Funny how it's easier to break up with a lover than give up the comfort of falling into a warm drunken stupor. 

Good luck. 

I can't think one day at a time... just try make a smooth landing instead of crash... or is it make a crash landing look smooth.


----------



## Barf (Dec 6, 2020)

Odin said:


> I can't think one day at a time... just try make a smooth landing instead of crash... or is it make a crash landing look smooth.


@Odin

Are you alright skinny mane?


----------



## perapeteticSolitude (Dec 7, 2020)

I relate with this pretty hard... some months ago I almost died too. Bitch ass kidneys. I’m only three months into this shit, the anxiety does drop. Sobriety isn’t a mentally DTing permanence like I figured it was. I try and look at it like a grey area, I went to rehab and they get down with all this powerlessness and surrender shit, I guess I’ve gotten something out of working the steps.

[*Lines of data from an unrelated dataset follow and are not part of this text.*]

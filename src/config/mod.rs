//! Configuration loading for Chaturbhuj.
//!
//! Loads settings from a single YAML file with sensible defaults. When no path
//! is given, a missing `configs/config.yaml` means defaults. A file named
//! explicitly must exist, and a present but malformed file is always an error.
//!
//! ## Example YAML
//!
//! ```yaml
//! input:
//!   points_path: data_points_16.json
//!
//! detection:
//!   parallel: true
//!   num_threads: 0        # 0 = shared rayon pool
//!
//! output:
//!   json_path: output/rectangles.json
//!   print: ask            # ask | always | never
//! ```

mod chaturbhuj;
mod defaults;
mod error;
mod input;
mod output;

pub use chaturbhuj::ChaturbhujConfig;
pub use error::ConfigLoadError;
pub use input::InputSection;
pub use output::{OutputSection, PrintMode};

I don’t feel like having a drink would lead me back into drinking all day, every day just to maintain, not immediately anyway... but honestly I’m not dealing with that whole craving shit so many addicts get. I legit don’t want to drink.. all I think about is wasted time and relationships, stupid choices and hating dreams because all they meant was waking up sick as fuck again. I made some sober friends so that helped.. even though I generally like solitude, it’s nice having sincere real folks around who have been through addiction too. just take it slow, try not to get down on yourself if you fuck up and stay busy with hobbies and shit. I started driving for instacart and postmates to make a few bucks and get out running around killing time. Good luck, in my experience it’s way harder to get into the groove of being sober than it is staying in it.


----------